Saat ini, integrasi transportasi Jabodetabek juga semakin diperluas dengan kerja sama dengan PT KCI. Kartu KCI sudah bisa dipakai untuk Transjakarta MRT, LRT.
”Inklusivitas transportasi Jakarta tidak lagi koridor base, tetapi ketika membangun sistem transportasi umum sudah berbicara area base sekaligus mencakup angkutan umum. Setengah kilo dari titik perjalanan sudah menemukan sistem angkutan umum massal. Saat ini sudah mencapai 87,2 persen,” ujarnya.
Pengamat kota, Yayat Supriatna, mengatakan, perlu ada kelembagaan yang kuat untuk mewujudkan integrasi layanan transportasi. Sehebat apa pun aturan dan inovasi yang dilakukan jika pemerintah daerah dan DPRD tidak memiliki visi misi yang sama, Jakarta dan sekitar masih akan macet.
Tidak seperti DKI Jakarta memiliki anggaran besar mencapai Rp 4,5 triliun, di kawasan Bodetabek yang memiliki anggaran kecil untuk transportasi sulit mewujudkan basis transportasi sesuai standar minimum. Oleh karena itu, urusan transportasi berbasis jalan perlu ada kelembagaan kuat yang bisa mengintegrasikan Jabodetabek sehingga masyarakat mau beralih ke transportasi publik.
”Dengan UU Khusus Jakarta, seharusnya Transjakarta bisa diberikan kebebasan untuk mengelola transportasi di Jabodetabek dengan menyediakan jalur khusus. Jakarta kota global adalah Jakarta kota transportasi massal,” ujar Yayat.
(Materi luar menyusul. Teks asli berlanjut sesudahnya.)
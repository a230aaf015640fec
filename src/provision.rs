//! Provisioner Module
//!
//! Creates shard storage and registers it as one unit.
//!
//! ## Steps for `create_shard(id)`
//! 1. Already registered → success, nothing to do
//! 2. Ceiling reached → `ShardLimitReached`
//! 3. Create `shard_<id>.db` with the configured tuning
//! 4. Run the schema initializer (if any)
//! 5. Insert the record (`item_count = 0`) in the caller's transaction
//!
//! No record is written before step 4 succeeds. If any step from 3 on fails,
//! a file created by this call is deleted again. A file that was already on
//! disk before the call is reused and never deleted; the schema initializer
//! runs against it again, so it has to be idempotent.

use std::collections::HashSet;
use std::ffi::OsString;
use std::fs;
use std::io;
use std::path::{Path, PathBuf};

use rusqlite::Connection;

use crate::config::{Config, ConnectionTuning, SchemaInit};
use crate::error::{LitebeamError, Result};
use crate::metadata::{self, ShardRecord};
use crate::shard::{self, create_shard_file};

/// SQLite sidecar files that may sit next to a shard file
const SIDECAR_SUFFIXES: [&str; 3] = ["-wal", "-shm", "-journal"];

/// Outcome of a successful `create_shard`
#[derive(Debug, Clone, PartialEq, Eq)]
pub struct ProvisionedShard {
    pub shard_id: u32,
    pub path: PathBuf,
    /// False when the record already existed
    pub registered: bool,
    /// True when this call created the file on disk
    pub created_file: bool,
}

/// Creates and registers shard storage
pub struct Provisioner {
    base_path: PathBuf,
    max_shard_count: u32,
    tuning: ConnectionTuning,
    schema_init: Option<SchemaInit>,
}

impl Provisioner {
    pub fn new(config: &Config) -> Self {
        Self {
            base_path: config.base_path.clone(),
            max_shard_count: config.max_shard_count,
            tuning: config.tuning,
            schema_init: config.schema_init.clone(),
        }
    }

    /// Provision `shard_id`, registering it through `conn`
    ///
    /// `conn` is expected to be an open write transaction on the metadata
    /// store. The record only becomes durable when that transaction commits;
    /// if it does not, call [`Provisioner::discard`] for a shard whose
    /// `created_file` is set.
    pub fn create_shard(&self, conn: &Connection, shard_id: u32) -> Result<ProvisionedShard> {
        if let Some(existing) = metadata::find_record(conn, shard_id)? {
            tracing::debug!(shard_id, "shard already registered, skipping creation");
            return Ok(ProvisionedShard {
                shard_id,
                path: existing.storage_path,
                registered: false,
                created_file: false,
            });
        }

        if shard_id >= self.max_shard_count
            || metadata::shard_count(conn)? >= self.max_shard_count
        {
            return Err(LitebeamError::ShardLimitReached {
                max_shards: self.max_shard_count,
            });
        }

        let path = shard::shard_path(&self.base_path, shard_id);
        let created_file = !path.exists();
        if !created_file {
            tracing::warn!(
                shard_id,
                path = %path.display(),
                "reusing unregistered shard file, schema initializer runs again"
            );
        }

        let result = self.prepare_file(shard_id, &path).and_then(|()| {
            metadata::insert_record(conn, shard_id, &path)
                .map_err(|source| LitebeamError::ShardRegister { shard_id, source })
        });

        if let Err(e) = result {
            if created_file {
                self.discard(shard_id, &path);
            }
            return Err(e);
        }

        tracing::info!(shard_id, path = %path.display(), "provisioned shard");

        Ok(ProvisionedShard {
            shard_id,
            path,
            registered: true,
            created_file,
        })
    }

    /// Best-effort removal of a shard file and its SQLite sidecars
    pub fn discard(&self, shard_id: u32, path: &Path) {
        let sidecars = SIDECAR_SUFFIXES.iter().map(|suffix| {
            let mut name = OsString::from(path.as_os_str());
            name.push(suffix);
            PathBuf::from(name)
        });

        for file in std::iter::once(path.to_path_buf()).chain(sidecars) {
            match fs::remove_file(&file) {
                Ok(()) => {}
                Err(e) if e.kind() == io::ErrorKind::NotFound => {}
                Err(e) => {
                    tracing::error!(
                        shard_id,
                        path = %file.display(),
                        error = %e,
                        "failed to remove orphaned shard file"
                    );
                }
            }
        }

        tracing::debug!(shard_id, path = %path.display(), "discarded shard storage");
    }

    /// Shard files in the base directory that have no record
    pub fn unregistered_files(&self, records: &[ShardRecord]) -> Result<Vec<PathBuf>> {
        let registered: HashSet<u32> = records.iter().map(|r| r.shard_id).collect();

        let mut orphans = Vec::new();
        for entry in fs::read_dir(&self.base_path)? {
            let file_path = entry?.path();
            if !file_path.is_file() {
                continue;
            }
            if let Some(id) = shard::parse_shard_id(&file_path) {
                if !registered.contains(&id) {
                    orphans.push(file_path);
                }
            }
        }

        orphans.sort();
        Ok(orphans)
    }

    pub fn max_shard_count(&self) -> u32 {
        self.max_shard_count
    }

    // =========================================================================
    // Private Helpers
    // =========================================================================

    /// Create the file and run the initializer, then close the connection
    fn prepare_file(&self, shard_id: u32, path: &Path) -> Result<()> {
        let conn = create_shard_file(shard_id, path, &self.tuning)?;

        if let Some(init) = &self.schema_init {
            init.run(&conn)
                .map_err(|source| LitebeamError::SchemaInit { shard_id, source })?;
        }

        conn.close()
            .map_err(|(_, source)| LitebeamError::ShardCreate { shard_id, source })
    }
}
use std::fmt;
use std::sync::Arc;

use branch_hints::unlikely;
use log::{debug, trace};

use crate::deregister::Deregister;
use crate::error::RegisterError;
use crate::registry::Registry;
use crate::sink::{Sink, TrySendError};

pub(crate) struct State<T, S> {
    pub(crate) subscribers: Registry<S>,
    pub(crate) last: Option<T>,
    pub(crate) closed: bool,
}

/// Outcome of a single [Channel::publish].
#[derive(Debug, Default, Clone, Copy, PartialEq, Eq)]
pub struct PublishReport {
    /// Sinks that accepted the value.
    pub delivered: usize,
    /// Delinquent sinks, removed and closed by this publish.
    pub evicted: usize,
}

/// Broadcast channel that closes subscribers which can't keep up.
///
/// Every [publish()] tries to place the value into each registered [Sink]
/// without blocking. A sink that is full (or whose receiver is gone) at that
/// moment is removed and closed on the spot - the close itself is the
/// backpressure signal. The publisher never waits for a subscriber.
///
/// The last published value is kept and handed to each new registration,
/// so late joiners immediately learn the current state.
///
/// All operations are serialized by one lock. Cloning a `Channel` is cheap
/// and yields a handle to the same channel.
///
/// ```
/// # use fanout::Channel;
/// # use tokio::sync::mpsc;
/// let channel: Channel<i32, mpsc::Sender<i32>> = Channel::new();
/// channel.publish(42);
///
/// let (tx, mut rx) = mpsc::channel(1);
/// let (last, _deregister) = channel.register(tx);
/// assert_eq!(last, Some(42));
///
/// channel.publish(7);
/// assert_eq!(rx.try_recv(), Ok(7));
///
/// // rx is not drained - 8 fits, 9 does not.
/// channel.publish(8);
/// channel.publish(9);
/// assert_eq!(rx.try_recv(), Ok(8));
/// assert!(rx.try_recv().is_err());
/// assert_eq!(channel.last(), Some(9));
/// ```
///
/// # Closing
///
/// [close()] releases every registered sink and makes the channel inert.
/// Registering on a closed channel adds nothing: the sink is closed right away,
/// and the last value comes back with a no-op [Deregister]. Subscribers that
/// re-register whenever their receiver closes will therefore spin against a
/// closed channel - whoever retires the channel should redirect them.
///
/// Dropping the last `Channel` handle closes the sinks that are still
/// registered, same as [close()] would.
///
/// [publish()]: Channel::publish
/// [close()]: Channel::close
pub struct Channel<T, S> {
    state: Arc<spin::Mutex<State<T, S>>>,
}

impl<T, S> Default for Channel<T, S> {
    #[inline]
    fn default() -> Self {
        Self {
            state: Arc::new(spin::Mutex::new(State {
                subscribers: Default::default(),
                last: None,
                closed: false,
            })),
        }
    }
}

impl<T, S> Clone for Channel<T, S> {
    #[inline]
    fn clone(&self) -> Self {
        Self { state: self.state.clone() }
    }
}

impl<T, S> Channel<T, S> {
    #[must_use]
    #[inline]
    pub fn new() -> Self {
        Default::default()
    }

    #[inline]
    pub fn is_closed(&self) -> bool {
        self.state.lock().closed
    }

    /// Number of currently registered sinks.
    #[inline]
    pub fn len(&self) -> usize {
        self.state.lock().subscribers.len()
    }

    #[inline]
    pub fn is_empty(&self) -> bool {
        self.state.lock().subscribers.is_empty()
    }
}

impl<T: Clone, S> Channel<T, S> {
    /// Last published value, `None` if nothing was published yet.
    #[inline]
    pub fn last(&self) -> Option<T> {
        self.state.lock().last.clone()
    }
}

impl<T: Clone, S: Sink<T>> Channel<T, S> {
    /// Register `sink` and get the last published value.
    ///
    /// # Panics
    ///
    /// If the same sink (see [Sink::same_sink]) is already registered.
    /// Use [try_register()] to get it back instead.
    ///
    /// [try_register()]: Channel::try_register
    #[track_caller]
    pub fn register(&self, sink: S) -> (Option<T>, Deregister<T, S>) {
        match self.try_register(sink) {
            Ok(registration) => registration,
            Err(err) => panic!("{err}"),
        }
    }

    /// Same as [register()], but a duplicate registration hands the sink back
    /// as [RegisterError::AlreadyRegistered] instead of panicking.
    ///
    /// On a closed channel the sink is closed immediately, the thread yields,
    /// and the returned [Deregister] does nothing.
    ///
    /// [register()]: Channel::register
    pub fn try_register(&self, sink: S) -> Result<(Option<T>, Deregister<T, S>), RegisterError<S>> {
        let mut state = self.state.lock();

        if state.closed {
            let last = state.last.clone();
            drop(state);

            sink.close();
            // Let a re-subscribe loop make room for others.
            std::thread::yield_now();
            return Ok((last, Deregister::noop()));
        }

        if state.subscribers.any(|registered| registered.same_sink(&sink)) {
            return Err(RegisterError::AlreadyRegistered(sink));
        }

        let key = state.subscribers.insert(sink, <S as Sink<T>>::close);
        trace!("registered sink {key:?}");

        let deregister = Deregister::new(Arc::downgrade(&self.state), key);
        Ok((state.last.clone(), deregister))
    }

    /// Non-blocking fan-out of `value` to every registered sink.
    ///
    /// Sinks that can't take the value right now are evicted and closed.
    /// `value` becomes the [last()] value regardless of how many sinks
    /// received it - even on a closed channel.
    ///
    /// [last()]: Channel::last
    pub fn publish(&self, value: T) -> PublishReport {
        let mut report = PublishReport::default();

        let mut guard = self.state.lock();
        let state = &mut *guard;

        let subscribers = &mut state.subscribers;
        let mut index = 0;
        while let Some(sink) = subscribers.get(index) {
            let result = sink.try_send(value.clone());
            if unlikely(result.is_err()) {
                let key = subscribers.key_at(index);
                // Slot gets the last entry - don't advance.
                subscribers.swap_remove(index).close();
                report.evicted += 1;

                let reason = match result {
                    Err(TrySendError::Full(_)) => "queue full",
                    _ => "receiver closed",
                };
                debug!("evicted delinquent sink {key:?}: {reason}");
                continue;
            }
            report.delivered += 1;
            index += 1;
        }

        state.last = Some(value);
        report
    }

    /// Close the channel and every registered sink.
    ///
    /// Returns `false` if the channel was already closed, in which case
    /// nothing happens.
    pub fn close(&self) -> bool {
        let mut state = self.state.lock();
        if state.closed {
            return false;
        }
        state.closed = true;

        let mut released = 0;
        for sink in state.subscribers.drain() {
            sink.close();
            released += 1;
        }
        debug!("channel closed, released {released} sinks");
        true
    }
}

impl<T, S> fmt::Debug for Channel<T, S> {
    fn fmt(&self, f: &mut fmt::Formatter<'_>) -> fmt::Result {
        let state = self.state.lock();
        f.debug_struct("Channel")
            .field("subscribers", &state.subscribers.len())
            .field("has_last", &state.last.is_some())
            .field("closed", &state.closed)
            .finish()
    }
}

#[cfg(feature = "tokio")]
pub use with_tokio::Subscription;

#[cfg(feature = "tokio")]
mod with_tokio {
    use tokio::sync::mpsc;
    use crate::channel::Channel;
    use crate::deregister::Deregister;

    /// Everything [Channel::subscribe] hands out.
    #[derive(Debug)]
    pub struct Subscription<T> {
        /// Last value published before this subscription.
        pub last: Option<T>,
        /// Yields `None` once the subscription is over.
        pub receiver: mpsc::Receiver<T>,
        /// Ends the subscription early.
        pub deregister: Deregister<T, mpsc::Sender<T>>,
    }

    impl<T: Clone> Channel<T, mpsc::Sender<T>> {
        /// Register a fresh bounded queue of `capacity` (at least 1).
        ///
        /// The channel holds the only sender, so `receiver` yields `None`
        /// once the subscription is evicted, deregistered or the channel
        /// closes.
        pub fn subscribe(&self, capacity: usize) -> Subscription<T> {
            let (tx, receiver) = mpsc::channel(capacity.max(1));
            // A brand new sender can't be registered already.
            let (last, deregister) = self.register(tx);
            Subscription { last, receiver, deregister }
        }
    }
}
Menurut Yayat, isu utama yang perlu diperhatikan dalam integrasi sistem elektronifikasi dan infrastruktur antarmoda di Jabodetabek adalah kemampuan Pemprov Daerah Khusus Jakarta membangun atau membentuk holding company transportasi wilayah aglomerasi Jabodetabek. Tanpa badan pengelola yang memiliki otoritas yang kuat secara kelembagaan dan finansial, integrasi dan sinergi sistem pelayanan sulit terwujud.
Hal utama lain yang perlu diperhatikan pula adalah biaya transportasi. Seharusnya biaya transportasi 10 persen dari pendapatan. Namun, kenyataannya biaya transportasi bisa lebih dari 10 persen dan telah menjadi beban pengeluaran terbesar masyarakat komuter.
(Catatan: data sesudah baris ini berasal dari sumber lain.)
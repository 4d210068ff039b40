use std::fmt;
use std::sync::Weak;

use log::trace;

use crate::channel::State;
use crate::registry::Key;
use crate::sink::Sink;

/// Removes and closes one registered sink.
///
/// Returned by [Channel::register]. Calling [deregister()] any number of
/// times is fine: only the first call on a still-registered sink does
/// something. Sinks that were already evicted by [Channel::publish] or
/// released by [Channel::close] are left alone.
///
/// Dropping a `Deregister` does **not** deregister - the sink stays
/// registered until it is evicted or the channel closes.
///
/// Holds only a weak reference, so it never keeps the channel alive.
///
/// [Channel::register]: crate::Channel::register
/// [Channel::publish]: crate::Channel::publish
/// [Channel::close]: crate::Channel::close
/// [deregister()]: Deregister::deregister
pub struct Deregister<T, S> {
    state: Weak<spin::Mutex<State<T, S>>>,
    // None - issued by a closed channel.
    key: Option<Key>,
}

impl<T, S> Deregister<T, S> {
    #[inline]
    pub(crate) fn new(state: Weak<spin::Mutex<State<T, S>>>, key: Key) -> Self {
        Self { state, key: Some(key) }
    }

    #[inline]
    pub(crate) fn noop() -> Self {
        Self { state: Weak::new(), key: None }
    }

    /// `true` if this was handed out by an already closed channel, and
    /// therefore never refers to a registration.
    #[inline]
    pub fn is_noop(&self) -> bool {
        self.key.is_none()
    }
}

impl<T, S: Sink<T>> Deregister<T, S> {
    /// Remove the sink and [close](Sink::close) it, if it is still registered.
    pub fn deregister(&self) {
        let Some(key) = self.key else { return };
        let Some(state) = self.state.upgrade() else { return };

        let mut state = state.lock();
        if let Some(sink) = state.subscribers.remove(key) {
            sink.close();
            trace!("deregistered sink {key:?}");
        }
    }
}

impl<T, S> fmt::Debug for Deregister<T, S> {
    fn fmt(&self, f: &mut fmt::Formatter<'_>) -> fmt::Result {
        f.debug_struct("Deregister").field("key", &self.key).finish()
    }
}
”Tarif integrasi Rp 10.000 sekali jalan (PP 20.000) jika ditotal selama 25 hari kerja sekitar 500.000. Pertanyaan kapan tarif integrasi ini bisa berlaku antara transportasi pengumpan ke transportasi BRT, MRT, LRT, dan KRL?” kata Yayat.
Melihat pula kebutuhan masyarakat saat ini yang sangat mengandalkan ojek daring karena kendala first mile-last mile, menurut Yayat, jika ingin memperluas jaringan transportasi, operator ojek daring bisa dilibatkan sebagai transportasi penghubung. Catatannya, operator ojek daring harus masuk dalam skema tarif integrasi. Meski begitu keterlibatan ojek daring sebagai transportasi penghubung harus dikaji lebih dalam.
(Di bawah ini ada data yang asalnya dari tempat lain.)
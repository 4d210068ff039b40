use std::collections::HashMap;

/// Registration handle. Never reused within one registry.
#[derive(Debug, Clone, Copy, PartialEq, Eq, Hash)]
pub(crate) struct Key(u64);

struct Entry<S> {
    key: Key,
    sink: S,
    // Used only for entries still present when the registry is dropped.
    close: fn(S),
}

/// Unordered sink storage with O(1) removal by [Key].
///
/// Removal swaps the last entry into the freed slot, so iteration order
/// changes over time.
///
/// Removed sinks are handed back to the caller. Sinks still registered when
/// the registry is dropped are passed to the `close` given at insertion.
pub(crate) struct Registry<S> {
    entries: Vec<Entry<S>>,
    // key -> index in `entries`
    positions: HashMap<Key, usize>,
    next_key: u64,
}

impl<S> Default for Registry<S> {
    #[inline]
    fn default() -> Self {
        Self {
            entries: Vec::new(),
            positions: HashMap::new(),
            next_key: 0,
        }
    }
}

impl<S> Registry<S> {
    #[inline]
    pub fn len(&self) -> usize {
        self.entries.len()
    }

    #[inline]
    pub fn is_empty(&self) -> bool {
        self.entries.is_empty()
    }

    /// Linear scan.
    #[inline]
    pub fn any(&self, mut f: impl FnMut(&S) -> bool) -> bool {
        self.entries.iter().any(|entry| f(&entry.sink))
    }

    pub fn insert(&mut self, sink: S, close: fn(S)) -> Key {
        let key = Key(self.next_key);
        self.next_key += 1;

        self.positions.insert(key, self.entries.len());
        self.entries.push(Entry { key, sink, close });
        key
    }

    #[inline]
    pub fn get(&self, index: usize) -> Option<&S> {
        self.entries.get(index).map(|entry| &entry.sink)
    }

    #[inline]
    pub fn key_at(&self, index: usize) -> Key {
        self.entries[index].key
    }

    pub fn remove(&mut self, key: Key) -> Option<S> {
        let index = self.positions.get(&key).copied()?;
        Some(self.swap_remove(index))
    }

    /// Removes the entry at `index`, moving the last entry in its place.
    pub fn swap_remove(&mut self, index: usize) -> S {
        let Entry { key, sink, .. } = self.entries.swap_remove(index);
        self.positions.remove(&key);
        if let Some(moved) = self.entries.get(index) {
            self.positions.insert(moved.key, index);
        }
        sink
    }

    pub fn drain(&mut self) -> impl Iterator<Item = S> + '_ {
        self.positions.clear();
        self.entries.drain(..).map(|entry| entry.sink)
    }
}

impl<S> Drop for Registry<S> {
    fn drop(&mut self) {
        for Entry { sink, close, .. } in self.entries.drain(..) {
            close(sink);
        }
    }
}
Masalah selanjutnya yang perlu dibenahi adalah kecepatan rata-rata kendaraan angkutan umum. Bus Transjakarta, misalnya, saat melintas di jam sibuk pagi dan sore hanya mampu menempuh kecepatan 21,25 kilometer per jam.
Sementara kecepatan BRT Trans Pakuan hanya 15,30 km per jam, Trans Jabodetabek kecepatannya rata-rata 26,90 km/jam, kecepatan Transpatriot 23,25 km/jam. Secara umum, transportasi umum di Jabodetabek hanya memiliki kecepatan rata-rat 23,61 km/jam.
”Daya tarik integrasi tarif dan kemudahan layanan perlu dukungan pada aspek kecepatan dan kelancaran. Mudah, murah, tetapi macet tidak menarik bagi konsumen. Waktu tempuh dan kecepatan masih menjadi persoalan,” kata Yayat.